Exploration of an interaction threshold for the joint toxicity of trichloroethylene and 1,1-dichloroethylene: Utilization of a PBPK model

Physiologically based pharmacokinetic (PBPK) modeling and gas uptake experiments were utilized to verify the competitive inhibition mechanism of interaction between trichloroethylene (TCE) and 1,1-dichloroethylene (DCE) and to investigate the presence of an interaction threshold between the two chemicals. Initially, gas uptake experiments were conducted on Fischer 344 rats where the initial concentrations of both DCE and TCE were 2000:0, 0:2000, 2000:2000, 1000:0, 1000:1000, and 500:500 ppm respectively. When the different modes of inhibition interactions (competitive, uncompetitive and noncompetitive) were employed in the PBPK model, the model description of the competitive inhibition interaction provided the best description of the declining concentrations in the gas uptake chamber. Furthermore, to predict the range at which the interaction threshold would be found, the PBPK model included a mathematical description of the percentage of enzyme sites occupied by either chemical in the presence or the absence of the other. By comparing the percentage of occupied sites by one chemical, in the presence of the other, to those sites occupied in the absence of the latter, the PBPK model predicted a range of concentrations (100 ppm or less) of either chemical where the competitive inhibition interaction would not be observed.

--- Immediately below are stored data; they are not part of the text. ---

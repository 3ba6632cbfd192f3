// This Source Code Form is subject to the terms of the Mozilla Public
// License, v. 2.0. If a copy of the MPL was not distributed with this
// file, You can obtain one at http://mozilla.org/MPL/2.0/.

//! Rendering a grid back into an image
//!
//! A carved grid can be rendered two ways: densely, one pixel per
//! surviving node, which gives the carved (narrower) image; or at its
//! original width, with each carved gap painted in from the nodes on
//! either side of it.

use crate::cq;
use crate::errors::SeamError;
use crate::node::Node;
use crate::pixelpairs::{average, gradient};
use crate::seamgrid::SeamGrid;
use image::{ImageBuffer, Rgba, RgbaImage};
use std::fmt;
use std::str::FromStr;

/// How the pixels of a carved gap are coloured.
#[derive(Debug, Copy, Clone, PartialEq, Eq)]
pub enum FillMode {
    /// The colour of the node west of the gap.
    FlatLeft,
    /// The channel-wise mean of the nodes on either side.
    Averaged,
    /// A linear ramp between the nodes on either side.
    Gradient,
}

impl Default for FillMode {
    fn default() -> Self {
        FillMode::FlatLeft
    }
}

impl FillMode {
    // Colour of the gap pixel `step` places east of `left`, in a gap
    // reaching `right` after `steps` places.
    fn fill(self, left: &Rgba<u8>, right: &Rgba<u8>, step: u32, steps: u32) -> Rgba<u8> {
        match self {
            FillMode::FlatLeft => *left,
            FillMode::Averaged => average(left, right),
            FillMode::Gradient => gradient(left, right, step, steps),
        }
    }
}

impl FromStr for FillMode {
    type Err = SeamError;

    fn from_str(s: &str) -> Result<Self, Self::Err> {
        match s.to_ascii_lowercase().as_str() {
            "0" | "flat" => Ok(FillMode::FlatLeft),
            "1" | "average" => Ok(FillMode::Averaged),
            "2" | "gradient" => Ok(FillMode::Gradient),
            _ => Err(SeamError::UnknownFillMode(s.to_string())),
        }
    }
}

impl fmt::Display for FillMode {
    fn fmt(&self, f: &mut fmt::Formatter) -> fmt::Result {
        f.write_str(match self {
            FillMode::FlatLeft => "flat",
            FillMode::Averaged => "average",
            FillMode::Gradient => "gradient",
        })
    }
}

impl SeamGrid {
    /// Render the grid.  Without `fill_gaps` the image is as wide as the
    /// grid is now and `fill_mode` is ignored; with it, the image is as
    /// wide as the source was, and every carved pixel is painted
    /// according to `fill_mode`.
    pub fn render(&self, fill_gaps: bool, fill_mode: FillMode) -> RgbaImage {
        let width = cq!(fill_gaps, self.width_original(), self.width_physical());
        let height = self.height_physical();
        let mut imgbuf = ImageBuffer::new(width, height);

        for (y, start) in (0..height).zip(self.row_starts()) {
            let mut x = 0;
            for node in self.row(start).filter_map(|id| self.node(id)) {
                if x >= width {
                    break;
                }
                imgbuf.put_pixel(x, y, node.colour());
                x += 1;
                if !fill_gaps {
                    continue;
                }

                let right = node
                    .east()
                    .and_then(|id| self.node(id))
                    .map(Node::colour)
                    .unwrap_or_else(|| node.colour());
                let steps = node.skip_right() + 1;
                for step in 1..steps {
                    if x >= width {
                        break;
                    }
                    imgbuf.put_pixel(x, y, fill_mode.fill(&node.colour(), &right, step, steps));
                    x += 1;
                }
            }
        }
        imgbuf
    }
}
// This Source Code Form is subject to the terms of the Mozilla Public
// License, v. 2.0. If a copy of the MPL was not distributed with this
// file, You can obtain one at http://mozilla.org/MPL/2.0/.

//! Choosing which node a row gives up
//!
//! Each row is scanned from west to east, skipping its two end nodes,
//! and the interior node with the lowest score is the one carved.

use crate::errors::SeamError;
use crate::node::NodeId;
use crate::pixelpairs::{brightness, ColourDistance};
use crate::seamgrid::SeamGrid;
use std::fmt;
use std::str::FromStr;

/// How a row's interior nodes are scored.  Lowest score loses.
#[derive(Debug, Copy, Clone, PartialEq, Eq)]
pub enum SelectionMode {
    /// The darkest node: channel sum scaled by opacity.
    Brightness,
    /// The node that differs least from its west and east neighbors
    /// combined.
    NeighbourDifference,
}

impl Default for SelectionMode {
    fn default() -> Self {
        SelectionMode::Brightness
    }
}

impl FromStr for SelectionMode {
    type Err = SeamError;

    fn from_str(s: &str) -> Result<Self, Self::Err> {
        match s.to_ascii_lowercase().as_str() {
            "0" | "brightness" => Ok(SelectionMode::Brightness),
            "1" | "difference" => Ok(SelectionMode::NeighbourDifference),
            _ => Err(SeamError::UnknownSelectionMode(s.to_string())),
        }
    }
}

impl fmt::Display for SelectionMode {
    fn fmt(&self, f: &mut fmt::Formatter) -> fmt::Result {
        f.write_str(match self {
            SelectionMode::Brightness => "brightness",
            SelectionMode::NeighbourDifference => "difference",
        })
    }
}

impl SeamGrid {
    /// Pick the interior node of the row beginning at `row_start` that
    /// scores lowest under `mode`.  Ties go to the westernmost node.
    /// Rows of fewer than three nodes have no interior and yield `None`.
    pub fn select_node(&self, row_start: NodeId, mode: SelectionMode) -> Option<NodeId> {
        let mut best: Option<(NodeId, f64)> = None;
        for id in self.row(row_start).skip(1) {
            let node = self.node(id)?;
            // The row's last node has no east neighbor and is never
            // a candidate.
            let east = match node.east().and_then(|e| self.node(e)) {
                Some(east) => east,
                None => break,
            };
            let west = node.west().and_then(|w| self.node(w))?;

            let score = match mode {
                SelectionMode::Brightness => brightness(&node.colour()),
                SelectionMode::NeighbourDifference => {
                    node.colour().distance(&west.colour()) + node.colour().distance(&east.colour())
                }
            };
            if best.map_or(true, |(_, lowest)| score < lowest) {
                best = Some((id, score));
            }
        }
        best.map(|(id, _)| id)
    }
}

Consequently, gas uptake experiments were designed where the initial concentration was selected at 2000 ppm for one chemical while the other chemical was set at 100 in one experiment and 50 ppm in another. Under these conditions, the best simulation to the concentration depletion curves in the gas uptake system of the chemical in the higher concentration was obtained when the PBPK model was run under the assumption of no-interaction. This substantiated the model predictions of the presence of observable interaction only at concentrations higher than 100 ppm.